55 On Sunday 20 July 2008, Messrs Gray and Harvey attended at 6.45pm. The following observations were made concerning the top floor:

        80 patrons on arrival (9 consuming food)
        the kitchen closed at 8.00pm
        65 patrons at 8.30pm (no patrons consuming food)
        35 people at 9.15pm (no patrons consuming food)
        the whole floor closed at 10.00pm

56 Mr Gray noted that, on each occasion, the predominant use of the top floor was for the consumption of alcohol as opposed to the consumption of meals. He annexed to his affidavit (as ‘B’) a floor plan showing a fairly small “designated dining” area. He also noted that the top floor operated with the kitchen closed in the late evening, so that patrons were unable to purchase food without leaving the top floor.

57 Messrs Raprager and Dixon attended the premises on three separate occasions in October 2008 – Friday 24, Saturday 25 and Sunday 26.

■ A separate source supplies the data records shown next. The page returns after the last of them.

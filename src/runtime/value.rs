//! Runtime values and the coercions the emitted text relies on

use std::cmp::Ordering;
use std::fmt;

use crate::codegen::literals::format_number;

#[derive(Debug, Clone, PartialEq)]
pub enum Value {
    Undefined,
    Null,
    Bool(bool),
    Number(f64),
    Text(String),
}

impl Value {
    /// Numeric conversion: undefined is NaN, null is 0, booleans are 0 or 1,
    /// text is parsed as a numeric literal
    pub fn to_number(&self) -> f64 {
        match self {
            Value::Undefined => f64::NAN,
            Value::Null => 0.0,
            Value::Bool(b) => f64::from(u8::from(*b)),
            Value::Number(n) => *n,
            Value::Text(s) => text_to_number(s),
        }
    }

    /// `==` semantics
    pub fn loose_eq(&self, other: &Value) -> bool {
        match (self, other) {
            (Value::Undefined | Value::Null, Value::Undefined | Value::Null) => true,
            (Value::Undefined | Value::Null, _) | (_, Value::Undefined | Value::Null) => false,
            (Value::Text(a), Value::Text(b)) => a == b,
            (a, b) => a.to_number() == b.to_number(),
        }
    }

    /// Relational ordering; `None` when the comparison is always false
    pub fn compare(&self, other: &Value) -> Option<Ordering> {
        match (self, other) {
            (Value::Text(a), Value::Text(b)) => Some(a.encode_utf16().cmp(b.encode_utf16())),
            (a, b) => a.to_number().partial_cmp(&b.to_number()),
        }
    }

    pub fn type_name(&self) -> &'static str {
        match self {
            Value::Undefined => "undefined",
            Value::Null => "object",
            Value::Bool(_) => "boolean",
            Value::Number(_) => "number",
            Value::Text(_) => "string",
        }
    }
}

impl fmt::Display for Value {
    fn fmt(&self, f: &mut fmt::Formatter<'_>) -> fmt::Result {
        match self {
            Value::Undefined => f.write_str("undefined"),
            Value::Null => f.write_str("null"),
            Value::Bool(b) => write!(f, "{b}"),
            Value::Number(n) => f.write_str(&format_number(*n)),
            Value::Text(s) => f.write_str(s),
        }
    }
}

fn is_script_whitespace(c: char) -> bool {
    matches!(
        c,
        '\u{0009}'..='\u{000D}' | '\u{0020}' | '\u{00A0}' | '\u{1680}' | '\u{2000}'..='\u{200A}'
            | '\u{2028}' | '\u{2029}' | '\u{202F}' | '\u{205F}' | '\u{3000}' | '\u{FEFF}'
    )
}

/// Parse text the way the target language's `Number()` does
pub fn text_to_number(text: &str) -> f64 {
    let s = text.trim_matches(is_script_whitespace);
    if s.is_empty() {
        return 0.0;
    }

    for (prefix, radix) in [("0x", 16), ("0X", 16), ("0o", 8), ("0O", 8), ("0b", 2), ("0B", 2)] {
        if let Some(digits) = s.strip_prefix(prefix) {
            if digits.is_empty() || !digits.chars().all(|c| c.is_digit(radix)) {
                return f64::NAN;
            }
            return digits
                .chars()
                .filter_map(|c| c.to_digit(radix))
                .fold(0.0, |acc, d| acc * f64::from(radix) + f64::from(d));
        }
    }

    match s {
        "Infinity" | "+Infinity" => return f64::INFINITY,
        "-Infinity" => return f64::NEG_INFINITY,
        _ => {}
    }

    // Rust also accepts "inf" and "nan" spellings; the target language does not
    if !s
        .chars()
        .all(|c| c.is_ascii_digit() || matches!(c, '+' | '-' | '.' | 'e' | 'E'))
    {
        return f64::NAN;
    }
    s.parse::<f64>().unwrap_or(f64::NAN)
}

#[cfg(test)]
mod tests {
    use super::*;

    #[test]
    fn test_text_to_number() {
        assert_eq!(text_to_number("42"), 42.0);
        assert_eq!(text_to_number("  3.5\n"), 3.5);
        assert_eq!(text_to_number(""), 0.0);
        assert_eq!(text_to_number("0x1F"), 31.0);
        assert_eq!(text_to_number("-Infinity"), f64::NEG_INFINITY);
        assert_eq!(text_to_number(".5"), 0.5);
        assert!(text_to_number("inf").is_nan());
        assert!(text_to_number("12px").is_nan());
        assert!(text_to_number("-0x10").is_nan());
    }

    #[test]
    fn test_loose_equality() {
        assert!(Value::Number(5.0).loose_eq(&Value::Text("5".into())));
        assert!(Value::Undefined.loose_eq(&Value::Undefined));
        assert!(!Value::Undefined.loose_eq(&Value::Number(f64::NAN)));
        assert!(!Value::Number(f64::NAN).loose_eq(&Value::Number(f64::NAN)));
        assert!(!Value::Text("a".into()).loose_eq(&Value::Text("A".into())));
    }

    #[test]
    fn test_boolean_and_null_coercion() {
        assert!(Value::Null.loose_eq(&Value::Undefined));
        assert!(!Value::Null.loose_eq(&Value::Number(0.0)));
        assert!(Value::Bool(true).loose_eq(&Value::Text("1".into())));
        assert_eq!(Value::Bool(true).compare(&Value::Number(5.0)), Some(Ordering::Less));
        assert_eq!(Value::Null.compare(&Value::Number(-1.0)), Some(Ordering::Greater));
        assert_eq!(Value::Bool(false).to_string(), "false");
        assert_eq!(Value::Null.to_string(), "null");
    }

    #[test]
    fn test_compare() {
        assert_eq!(
            Value::Text("10".into()).compare(&Value::Text("9".into())),
            Some(Ordering::Less)
        );
        assert_eq!(
            Value::Text("10".into()).compare(&Value::Number(9.0)),
            Some(Ordering::Greater)
        );
        assert_eq!(Value::Undefined.compare(&Value::Number(5.0)), None);
    }

    #[test]
    fn test_display() {
        assert_eq!(Value::Number(10.0).to_string(), "10");
        assert_eq!(Value::Undefined.to_string(), "undefined");
        assert_eq!(Value::Text("hi".into()).to_string(), "hi");
    }
}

58 During their 24 October visit, the following observations were made concerning the top floor:

        22 – 27 patrons (5 eating) at approximately 6.30pm
        46 – 52 patrons (6 eating) at 7.00pm
        6 patrons eating at 7.30pm (excluding those in private function areas)
        15 patrons collecting meals from the servery counter between 7.00pm and 8.00pm
        92 patrons at 8.00pm (excluding those in private functions areas)
        24 patrons collecting meals between 8.00pm and 9.00pm
        115 patrons at 9.00pm
        the servery closed at 9.00pm
        110 patrons at 10.00pm (excluding those in private functions areas), with a queue of patrons 2-3 people deep at the bar
        between 10.00pm and 11.00pm, 3 private functions concluded with the floor area formerly dedicated to them now being opened to the general public
        145 patrons at 11.00pm
        bar ceased trading at 12.00am with 60 patrons still on top floor

59 On 25 October, the following observations were made concerning the top floor:

        200 – 202 patrons, with 6 eating at 5.00pm and 10 eating at 5.15pm
        31 patrons collecting meals between 5.00pm and 6.00pm
        205 patrons at 6.00pm
        22 patrons collecting meals between 6.00pm and 7.00pm
        200 patrons at 7.00pm (excluding those in private functions areas)
        trade at the bar busy, with queues of patrons in rows 2-3 people deep
        14 patrons collecting meals between 7.00pm and 8.00pm
        190 patrons at 8.00pm (excluding those in private functions areas), with late afternoon patrons (wearing casual shorts and t-shirts) steadily departing and being replaced by new patrons (wearing “ evening clothing” – Raprager affidavit par 26)
        30 patrons collecting meals between 8.00pm and 9.00pm
        260 patrons at 9.00pm (excluding those in private functions areas)
        the servery closed at 9.00pm
        248 patrons at 10.00pm with approximately 100 patrons within private functions
        no patrons eating at 10.00pm
        175 patrons at 11.00pm with two private functions concluding
        bar ceased trading at 12.00am with 150 patrons still remaining

60 On 26 October, the following observations were made concerning the top floor:

        195 patrons between 6.00pm and 6.15pm with 10 eating
        32 patrons collecting meals between 6.00pm and 7.00pm
        280 patrons at 7.00pm
        20 patrons collecting meals between 7.00pm and 8.00pm
        310 patrons at 8.00pm
        18 – 38 patrons collecting meals between 8.00pm and 9.00pm
        345 patrons at 9.00pm
        320 patrons at 10.00pm, with none consuming food
        at 10.00pm, the line across the bar was 2-3 people deep
        280 patrons at 11.00pm

61 The following would summarise this evidence of Messrs Raprager and Dixon:

        1. On the evening of Friday 24 October 2008, 39 patrons collected meals between 7.00pm and 9.00pm – a period in which there were 46-52 patrons at 7.00pm rising to 115 at 9.00pm when the kitchen closed.
        2. On the afternoon and evening of Saturday 25 October 2008, 97 patrons collected meals between 5.00pm and 9.00pm – a period in which there was a minimum of 190 patrons rising to 260 at 9.00pm when the kitchen closed.
        3. On the evening of Sunday 26 October 2008, 70-90 patrons collected meals between 6.00pm and 9.00pm – a period in which there was a minimum of 280 patrons rising to 345 at 9.00pm when the kitchen closed.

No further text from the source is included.